We consider how DAS can support smart city infrastructure health monitoring, groundwater management, and assessment of climate-driven subsurface changes, enabling more resilient and adaptive cities, but also address the challenges associated with leveraging urban DAS recordings, e.g. complex wavefields, non-traditional sources, and data privacy.
Finally, we will show how DAS sensing systems support high-precision physics experiments such as particle accelerators and gravitational wave observatories, turning research campi into smart science cities.
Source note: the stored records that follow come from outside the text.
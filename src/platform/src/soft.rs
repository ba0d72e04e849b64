use std::collections::{BTreeMap, BTreeSet};
use std::sync::Mutex;

use mem::{Addr, Frame, PAGE_SHIFT};
use utils::{bail_libc, SysError, SysResult};

use super::{Mmu, Pte, PteFlags};

// Shifts of the vpn that select a table at each level above the leaf,
// mirroring a four-level x86-64 page directory.
const LEVEL_SHIFTS: [u32; 3] = [9, 18, 27];

#[derive(Debug, Default)]
struct Tables {
    ptes: BTreeMap<u64, Pte>,
    // (level, index) of every table page that has been materialised.
    tables: BTreeSet<(usize, u64)>,
}

/// Page directory kept in host memory.
///
/// Table pages are accounted for but never freed before `release`, which
/// matches the behavior of a hardware MMU that keeps intermediate tables.
#[derive(Debug, Default)]
pub struct SoftMmu {
    inner: Mutex<Tables>,
}

impl SoftMmu {
    pub fn len(&self) -> usize {
        self.inner.lock().unwrap().ptes.len()
    }

    pub fn is_empty(&self) -> bool {
        self.len() == 0
    }

    pub fn table_pages(&self) -> usize {
        self.inner.lock().unwrap().tables.len()
    }
}

fn vpn(addr: Addr) -> SysResult<u64> {
    if !addr.is_page_aligned() {
        bail_libc!(libc::EINVAL);
    }
    Ok(addr.0 >> PAGE_SHIFT)
}

impl Mmu for SoftMmu {
    fn resolve(&self, addr: Addr, frame: Frame, flags: PteFlags) -> SysResult<usize> {
        let vpn = vpn(addr)?;
        let mut inner = self.inner.lock().unwrap();
        let mut allocated = 0;
        // Leaf table plus every directory level above it.
        if inner.tables.insert((0, vpn >> 9)) {
            allocated += 1;
        }
        for (level, shift) in LEVEL_SHIFTS.iter().enumerate() {
            if inner.tables.insert((level + 1, vpn >> (shift + 9))) {
                allocated += 1;
            }
        }
        inner.ptes.insert(vpn, Pte { frame, flags });
        if allocated > 0 {
            logger::trace!("soft mmu: {} table pages for {}", allocated, addr);
        }
        Ok(allocated)
    }

    fn protect(&self, addr: Addr, flags: PteFlags) -> Option<Frame> {
        let vpn = vpn(addr).ok()?;
        let mut inner = self.inner.lock().unwrap();
        let pte = inner.ptes.get_mut(&vpn)?;
        pte.flags = flags;
        Some(pte.frame)
    }

    fn drop_page(&self, addr: Addr) -> Option<Pte> {
        let vpn = vpn(addr).ok()?;
        self.inner.lock().unwrap().ptes.remove(&vpn)
    }

    fn read(&self, addr: Addr) -> Option<Pte> {
        let vpn = vpn(addr).ok()?;
        self.inner.lock().unwrap().ptes.get(&vpn).copied()
    }

    fn release(&self) -> usize {
        let mut inner = self.inner.lock().unwrap();
        if !inner.ptes.is_empty() {
            logger::warn!(
                "soft mmu released with {} live translations",
                inner.ptes.len()
            );
            inner.ptes.clear();
        }
        let freed = inner.tables.len();
        inner.tables.clear();
        freed
    }
}

#[cfg(test)]
mod tests {
    use mem::{AccessType, PAGE_SIZE};

    use super::*;

    const PAGE: u64 = PAGE_SIZE as u64;

    fn rw() -> PteFlags {
        PteFlags {
            perms: AccessType::read_write(),
            ..PteFlags::default()
        }
    }

    #[test]
    fn resolve_counts_new_tables() {
        let mmu = SoftMmu::default();
        // First translation materialises one table per level.
        assert_eq!(mmu.resolve(Addr(0x10000), Frame(1), rw()), Ok(4));
        // Same leaf table.
        assert_eq!(mmu.resolve(Addr(0x10000 + PAGE), Frame(2), rw()), Ok(0));
        // Next leaf table, same directory.
        assert_eq!(mmu.resolve(Addr(0x10000 + 512 * PAGE), Frame(3), rw()), Ok(1));
        assert_eq!(mmu.table_pages(), 5);
        assert_eq!(mmu.len(), 3);
    }

    #[test]
    fn resolve_rejects_unaligned() {
        let mmu = SoftMmu::default();
        assert_eq!(
            mmu.resolve(Addr(0x10001), Frame(1), rw()),
            Err(SysError::new(libc::EINVAL))
        );
        assert!(mmu.is_empty());
    }

    #[test]
    fn protect_and_drop() {
        let mmu = SoftMmu::default();
        let addr = Addr(0x20000);
        assert_eq!(mmu.protect(addr, rw()), None);
        mmu.resolve(addr, Frame(9), rw()).unwrap();

        let ro = PteFlags {
            perms: AccessType::read(),
            cow: true,
            dirty: false,
        };
        assert_eq!(mmu.protect(addr, ro), Some(Frame(9)));
        assert_eq!(
            mmu.read(addr),
            Some(Pte {
                frame: Frame(9),
                flags: ro
            })
        );
        assert_eq!(mmu.drop_page(addr).map(|p| p.frame), Some(Frame(9)));
        assert_eq!(mmu.read(addr), None);
        assert_eq!(mmu.drop_page(addr), None);
    }

    #[test]
    fn release_frees_tables() {
        let mmu = SoftMmu::default();
        mmu.resolve(Addr(0x10000), Frame(1), rw()).unwrap();
        mmu.drop_page(Addr(0x10000));
        assert_eq!(mmu.release(), 4);
        assert_eq!(mmu.table_pages(), 0);
    }
}
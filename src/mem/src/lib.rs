mod access_type;
mod addr;
mod frame;

pub use access_type::AccessType;
pub use addr::*;
pub use frame::Frame;

pub const PAGE_SHIFT: i32 = 12;
pub const PAGE_SIZE: i32 = 1 << PAGE_SHIFT;

/// Whether `v` is a multiple of the page size.
#[inline]
pub fn is_page_aligned(v: u64) -> bool {
    v & (PAGE_SIZE as u64 - 1) == 0
}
WAVE initiative: Alexander Bauer, Oliver Boelt, Erik Genthe, Oliver Gerberding, Conny Hammer, Markus Hoffmann, Katharina-Sophie Isleif, Antonia Kiel, Svea Kreutzer, Charlotte M. Krawczyk, Norbert Meyners, Reinhardt Rading, Holger Schlarb, Wanda Vossius, Vincent Wodtke, Christopher Wollin Anthroposeis Consortium: Chris Bean, Yann Capdeville, Andrew Curtis, Laura Ermert, Andreas Fichtner, Alice Gabriel, Philippe Gueguen, Gregor Hillers, Heiner Igel, Piero Poli, Verónica Rodríguez Tribaldos, Cedric Schmelzbach, Christoph Sens-Schönfelder, Eleonore Stutzmann
How to cite: Hadziioannou, C. and the the WAVE initiative and the Anthroposeis Consortium: Monitoring human impact: DAS and the future of urban seismology, Galileo conference: Fibre Optic Sensing in Geosciences, Aussois, France, 31 Aug–4 Sep 2026, GC14-FibreOptic-104, https://doi.org/10.5194/egusphere-gc14-fibreoptic-104, 2026.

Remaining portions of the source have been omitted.